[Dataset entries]
»»

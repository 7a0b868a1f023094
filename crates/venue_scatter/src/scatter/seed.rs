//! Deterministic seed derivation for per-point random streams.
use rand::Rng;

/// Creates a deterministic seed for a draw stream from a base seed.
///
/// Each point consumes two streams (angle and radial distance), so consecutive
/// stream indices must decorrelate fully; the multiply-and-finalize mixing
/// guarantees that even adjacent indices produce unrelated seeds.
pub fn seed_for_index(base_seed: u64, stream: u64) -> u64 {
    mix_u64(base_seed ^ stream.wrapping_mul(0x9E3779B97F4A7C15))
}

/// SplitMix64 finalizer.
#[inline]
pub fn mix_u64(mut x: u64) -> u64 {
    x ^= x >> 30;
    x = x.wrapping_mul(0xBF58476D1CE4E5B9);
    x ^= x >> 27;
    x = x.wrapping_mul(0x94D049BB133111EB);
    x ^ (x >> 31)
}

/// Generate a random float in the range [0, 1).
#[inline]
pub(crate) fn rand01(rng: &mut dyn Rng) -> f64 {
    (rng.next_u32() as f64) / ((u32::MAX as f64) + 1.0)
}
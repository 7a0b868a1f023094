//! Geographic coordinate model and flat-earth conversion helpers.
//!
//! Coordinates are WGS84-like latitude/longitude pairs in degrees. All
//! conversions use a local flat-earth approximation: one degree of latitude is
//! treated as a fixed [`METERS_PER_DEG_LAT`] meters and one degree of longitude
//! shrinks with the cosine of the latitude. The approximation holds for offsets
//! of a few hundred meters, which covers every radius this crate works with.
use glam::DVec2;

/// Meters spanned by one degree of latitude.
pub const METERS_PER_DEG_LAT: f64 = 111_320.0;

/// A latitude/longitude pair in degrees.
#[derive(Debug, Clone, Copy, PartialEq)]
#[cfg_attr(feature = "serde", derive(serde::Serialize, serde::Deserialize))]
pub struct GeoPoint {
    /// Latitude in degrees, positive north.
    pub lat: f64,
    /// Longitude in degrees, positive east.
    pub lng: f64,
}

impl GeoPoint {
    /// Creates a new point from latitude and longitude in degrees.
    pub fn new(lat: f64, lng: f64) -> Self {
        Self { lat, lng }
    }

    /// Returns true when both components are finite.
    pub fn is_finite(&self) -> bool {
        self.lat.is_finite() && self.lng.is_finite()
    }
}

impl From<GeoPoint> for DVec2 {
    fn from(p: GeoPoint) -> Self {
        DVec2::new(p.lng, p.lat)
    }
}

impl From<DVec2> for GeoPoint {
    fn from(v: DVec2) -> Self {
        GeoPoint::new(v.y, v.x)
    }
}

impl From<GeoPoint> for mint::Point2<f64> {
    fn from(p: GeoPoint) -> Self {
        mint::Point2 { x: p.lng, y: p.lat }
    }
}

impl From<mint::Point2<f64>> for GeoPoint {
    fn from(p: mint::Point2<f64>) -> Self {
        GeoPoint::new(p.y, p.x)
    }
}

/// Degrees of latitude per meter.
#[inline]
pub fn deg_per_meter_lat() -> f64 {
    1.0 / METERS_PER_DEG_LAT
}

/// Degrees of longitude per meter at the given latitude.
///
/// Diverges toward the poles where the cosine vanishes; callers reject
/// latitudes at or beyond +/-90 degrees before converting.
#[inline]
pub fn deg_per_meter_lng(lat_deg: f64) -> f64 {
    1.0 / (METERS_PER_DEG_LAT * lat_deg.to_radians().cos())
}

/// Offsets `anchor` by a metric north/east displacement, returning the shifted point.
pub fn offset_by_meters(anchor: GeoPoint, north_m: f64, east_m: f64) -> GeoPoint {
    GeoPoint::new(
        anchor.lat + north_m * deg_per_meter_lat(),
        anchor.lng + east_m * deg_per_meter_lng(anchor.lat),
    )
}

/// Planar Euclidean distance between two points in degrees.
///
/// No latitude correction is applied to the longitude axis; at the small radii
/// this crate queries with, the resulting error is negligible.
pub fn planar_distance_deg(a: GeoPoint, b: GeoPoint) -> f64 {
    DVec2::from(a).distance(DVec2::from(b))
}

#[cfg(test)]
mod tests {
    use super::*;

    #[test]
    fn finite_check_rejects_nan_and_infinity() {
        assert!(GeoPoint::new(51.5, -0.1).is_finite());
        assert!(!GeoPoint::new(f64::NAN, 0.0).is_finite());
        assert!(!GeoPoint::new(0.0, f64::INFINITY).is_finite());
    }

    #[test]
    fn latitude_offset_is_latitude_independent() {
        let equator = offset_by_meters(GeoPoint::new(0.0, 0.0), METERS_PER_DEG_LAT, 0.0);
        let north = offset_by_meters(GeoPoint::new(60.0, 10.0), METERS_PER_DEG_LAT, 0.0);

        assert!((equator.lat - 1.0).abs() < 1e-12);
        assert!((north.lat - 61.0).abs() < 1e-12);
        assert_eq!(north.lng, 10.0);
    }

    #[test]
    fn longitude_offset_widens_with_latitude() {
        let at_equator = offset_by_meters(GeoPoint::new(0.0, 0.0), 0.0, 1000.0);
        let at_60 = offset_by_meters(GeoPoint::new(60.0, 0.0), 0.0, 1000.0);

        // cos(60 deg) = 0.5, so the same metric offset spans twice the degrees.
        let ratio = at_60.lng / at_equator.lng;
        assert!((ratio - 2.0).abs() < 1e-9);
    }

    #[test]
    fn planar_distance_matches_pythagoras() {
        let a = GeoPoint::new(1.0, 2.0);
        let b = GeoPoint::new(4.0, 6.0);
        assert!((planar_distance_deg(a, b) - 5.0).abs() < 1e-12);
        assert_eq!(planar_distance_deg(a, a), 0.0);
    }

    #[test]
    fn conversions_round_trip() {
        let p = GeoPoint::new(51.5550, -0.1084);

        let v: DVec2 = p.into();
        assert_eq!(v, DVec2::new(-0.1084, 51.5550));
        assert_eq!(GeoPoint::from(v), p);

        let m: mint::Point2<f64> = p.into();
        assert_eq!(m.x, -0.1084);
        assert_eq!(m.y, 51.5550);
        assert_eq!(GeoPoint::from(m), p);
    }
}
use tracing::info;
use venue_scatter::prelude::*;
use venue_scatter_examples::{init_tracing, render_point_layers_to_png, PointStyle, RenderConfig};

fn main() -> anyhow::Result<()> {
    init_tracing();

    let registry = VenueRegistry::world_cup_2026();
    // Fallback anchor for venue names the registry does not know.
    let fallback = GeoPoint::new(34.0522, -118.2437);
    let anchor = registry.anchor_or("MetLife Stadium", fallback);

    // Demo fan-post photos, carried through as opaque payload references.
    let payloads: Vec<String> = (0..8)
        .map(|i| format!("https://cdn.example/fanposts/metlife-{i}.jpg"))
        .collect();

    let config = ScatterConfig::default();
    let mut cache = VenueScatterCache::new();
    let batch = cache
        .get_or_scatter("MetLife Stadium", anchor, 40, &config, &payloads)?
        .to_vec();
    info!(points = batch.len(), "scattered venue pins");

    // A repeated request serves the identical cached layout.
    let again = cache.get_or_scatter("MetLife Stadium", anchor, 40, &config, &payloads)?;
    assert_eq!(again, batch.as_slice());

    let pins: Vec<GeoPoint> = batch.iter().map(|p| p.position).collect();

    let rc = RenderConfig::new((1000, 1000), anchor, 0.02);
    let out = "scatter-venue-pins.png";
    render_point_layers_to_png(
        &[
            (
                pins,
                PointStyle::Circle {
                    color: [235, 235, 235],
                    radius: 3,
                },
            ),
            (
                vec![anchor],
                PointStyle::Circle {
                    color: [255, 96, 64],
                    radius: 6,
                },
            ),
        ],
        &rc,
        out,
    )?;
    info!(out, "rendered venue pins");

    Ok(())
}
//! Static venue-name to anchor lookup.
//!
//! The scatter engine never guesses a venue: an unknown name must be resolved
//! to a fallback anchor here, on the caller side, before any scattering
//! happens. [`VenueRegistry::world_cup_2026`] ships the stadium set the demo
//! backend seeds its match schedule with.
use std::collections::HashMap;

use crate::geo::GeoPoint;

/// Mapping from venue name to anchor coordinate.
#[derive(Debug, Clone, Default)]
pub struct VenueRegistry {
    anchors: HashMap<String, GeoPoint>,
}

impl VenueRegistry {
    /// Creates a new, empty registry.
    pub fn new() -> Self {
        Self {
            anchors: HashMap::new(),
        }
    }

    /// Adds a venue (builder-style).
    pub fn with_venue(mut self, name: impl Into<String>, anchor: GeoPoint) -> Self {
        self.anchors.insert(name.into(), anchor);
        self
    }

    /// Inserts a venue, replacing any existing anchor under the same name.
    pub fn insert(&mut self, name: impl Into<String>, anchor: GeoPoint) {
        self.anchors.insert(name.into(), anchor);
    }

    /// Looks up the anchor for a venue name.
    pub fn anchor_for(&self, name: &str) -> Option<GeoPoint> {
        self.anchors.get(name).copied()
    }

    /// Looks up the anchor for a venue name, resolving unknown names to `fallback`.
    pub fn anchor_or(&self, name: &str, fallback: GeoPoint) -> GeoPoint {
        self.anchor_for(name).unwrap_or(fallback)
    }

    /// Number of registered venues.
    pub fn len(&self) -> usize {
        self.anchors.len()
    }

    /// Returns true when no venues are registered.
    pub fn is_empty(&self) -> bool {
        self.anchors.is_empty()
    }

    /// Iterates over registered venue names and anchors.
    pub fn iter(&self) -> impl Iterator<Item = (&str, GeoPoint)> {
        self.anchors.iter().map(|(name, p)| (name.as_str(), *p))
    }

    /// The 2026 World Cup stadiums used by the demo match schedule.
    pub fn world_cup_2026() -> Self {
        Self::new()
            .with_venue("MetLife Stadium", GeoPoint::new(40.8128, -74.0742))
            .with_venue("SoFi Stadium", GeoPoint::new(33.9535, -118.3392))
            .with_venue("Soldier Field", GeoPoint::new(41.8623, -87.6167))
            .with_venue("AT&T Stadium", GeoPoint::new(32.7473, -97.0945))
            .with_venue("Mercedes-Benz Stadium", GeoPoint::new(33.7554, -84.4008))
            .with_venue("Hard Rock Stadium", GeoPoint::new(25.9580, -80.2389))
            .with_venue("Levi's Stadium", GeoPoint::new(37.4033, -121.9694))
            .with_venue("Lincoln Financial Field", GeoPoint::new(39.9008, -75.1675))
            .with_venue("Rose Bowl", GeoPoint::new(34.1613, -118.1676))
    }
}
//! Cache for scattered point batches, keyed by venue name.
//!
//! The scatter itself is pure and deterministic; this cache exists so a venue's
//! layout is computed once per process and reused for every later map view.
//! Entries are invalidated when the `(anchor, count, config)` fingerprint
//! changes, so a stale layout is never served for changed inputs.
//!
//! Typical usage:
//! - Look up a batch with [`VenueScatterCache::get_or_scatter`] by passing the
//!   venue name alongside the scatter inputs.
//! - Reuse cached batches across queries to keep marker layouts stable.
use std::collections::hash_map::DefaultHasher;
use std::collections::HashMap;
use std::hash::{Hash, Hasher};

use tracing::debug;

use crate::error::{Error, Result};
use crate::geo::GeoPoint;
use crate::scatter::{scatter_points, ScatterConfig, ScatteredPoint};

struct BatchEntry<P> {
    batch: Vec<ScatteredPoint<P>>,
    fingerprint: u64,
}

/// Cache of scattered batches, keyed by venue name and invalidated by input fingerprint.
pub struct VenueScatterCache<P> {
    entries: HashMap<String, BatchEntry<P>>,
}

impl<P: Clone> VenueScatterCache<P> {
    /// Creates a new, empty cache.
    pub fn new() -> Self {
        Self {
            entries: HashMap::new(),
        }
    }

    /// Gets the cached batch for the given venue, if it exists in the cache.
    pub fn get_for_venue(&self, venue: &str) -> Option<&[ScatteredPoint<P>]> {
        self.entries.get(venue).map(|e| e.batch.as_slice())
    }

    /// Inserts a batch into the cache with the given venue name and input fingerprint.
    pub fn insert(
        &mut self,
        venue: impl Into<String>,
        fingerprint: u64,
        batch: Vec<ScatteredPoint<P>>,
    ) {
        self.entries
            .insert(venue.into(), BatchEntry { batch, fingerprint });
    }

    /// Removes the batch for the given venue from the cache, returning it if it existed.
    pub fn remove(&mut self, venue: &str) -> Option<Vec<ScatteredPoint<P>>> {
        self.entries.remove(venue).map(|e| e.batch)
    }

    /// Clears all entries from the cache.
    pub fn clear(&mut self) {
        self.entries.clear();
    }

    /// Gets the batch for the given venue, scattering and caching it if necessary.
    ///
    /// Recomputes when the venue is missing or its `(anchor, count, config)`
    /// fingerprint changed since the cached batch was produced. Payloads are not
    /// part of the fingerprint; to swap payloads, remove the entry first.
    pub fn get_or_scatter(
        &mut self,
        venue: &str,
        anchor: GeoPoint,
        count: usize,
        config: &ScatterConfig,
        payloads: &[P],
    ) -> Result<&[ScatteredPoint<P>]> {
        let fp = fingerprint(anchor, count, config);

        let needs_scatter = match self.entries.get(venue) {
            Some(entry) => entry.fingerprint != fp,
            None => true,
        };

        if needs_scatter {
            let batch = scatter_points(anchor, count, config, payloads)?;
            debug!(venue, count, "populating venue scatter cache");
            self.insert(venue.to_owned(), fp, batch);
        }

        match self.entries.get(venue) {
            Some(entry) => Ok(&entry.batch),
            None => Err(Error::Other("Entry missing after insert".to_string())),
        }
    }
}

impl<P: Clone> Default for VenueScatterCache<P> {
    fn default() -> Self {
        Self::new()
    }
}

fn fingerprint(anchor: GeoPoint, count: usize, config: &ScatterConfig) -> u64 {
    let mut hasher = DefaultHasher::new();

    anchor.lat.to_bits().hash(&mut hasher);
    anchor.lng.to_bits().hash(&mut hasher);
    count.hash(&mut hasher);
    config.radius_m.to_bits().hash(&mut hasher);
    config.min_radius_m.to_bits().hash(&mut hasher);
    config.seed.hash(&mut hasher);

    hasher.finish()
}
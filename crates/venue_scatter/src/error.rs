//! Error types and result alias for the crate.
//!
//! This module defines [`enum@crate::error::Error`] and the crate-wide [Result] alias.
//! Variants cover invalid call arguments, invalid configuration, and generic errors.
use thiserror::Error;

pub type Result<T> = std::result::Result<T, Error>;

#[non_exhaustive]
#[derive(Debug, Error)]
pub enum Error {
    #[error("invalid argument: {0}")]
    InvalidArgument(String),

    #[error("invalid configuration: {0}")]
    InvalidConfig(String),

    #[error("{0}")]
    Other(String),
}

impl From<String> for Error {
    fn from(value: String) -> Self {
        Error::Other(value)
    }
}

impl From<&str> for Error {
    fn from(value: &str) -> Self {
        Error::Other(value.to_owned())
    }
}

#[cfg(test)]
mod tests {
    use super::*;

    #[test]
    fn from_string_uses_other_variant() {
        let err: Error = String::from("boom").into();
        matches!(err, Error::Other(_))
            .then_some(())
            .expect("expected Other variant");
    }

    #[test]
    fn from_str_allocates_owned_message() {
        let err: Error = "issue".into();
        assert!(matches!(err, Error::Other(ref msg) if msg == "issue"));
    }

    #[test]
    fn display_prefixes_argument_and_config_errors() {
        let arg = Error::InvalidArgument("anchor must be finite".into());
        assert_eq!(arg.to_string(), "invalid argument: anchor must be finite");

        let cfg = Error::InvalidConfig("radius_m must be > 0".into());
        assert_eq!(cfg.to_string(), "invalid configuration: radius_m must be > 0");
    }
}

««

* **EXERCISE**: From the data above, output exactly the lines between the one containing "let config = ScatterConfig::default();" and the one containing "must be resolved", counting both of them.

* **RESULT**:
    let config = ScatterConfig::default();
    let mut cache = VenueScatterCache::new();
    let batch = cache
        .get_or_scatter("MetLife Stadium", anchor, 40, &config, &payloads)?
        .to_vec();
    info!(points = batch.len(), "scattered venue pins");

    // A repeated request serves the identical cached layout.
    let again = cache.get_or_scatter("MetLife Stadium", anchor, 40, &config, &payloads)?;
    assert_eq!(again, batch.as_slice());

    let pins: Vec<GeoPoint> = batch.iter().map(|p| p.position).collect();

    let rc = RenderConfig::new((1000, 1000), anchor, 0.02);
    let out = "scatter-venue-pins.png";
    render_point_layers_to_png(
        &[
            (
                pins,
                PointStyle::Circle {
                    color: [235, 235, 235],
                    radius: 3,
                },
            ),
            (
                vec![anchor],
                PointStyle::Circle {
                    color: [255, 96, 64],
                    radius: 6,
                },
            ),
        ],
        &rc,
        out,
    )?;
    info!(out, "rendered venue pins");

    Ok(())
}
//! Static venue-name to anchor lookup.
//!
//! The scatter engine never guesses a venue: an unknown name must be resolved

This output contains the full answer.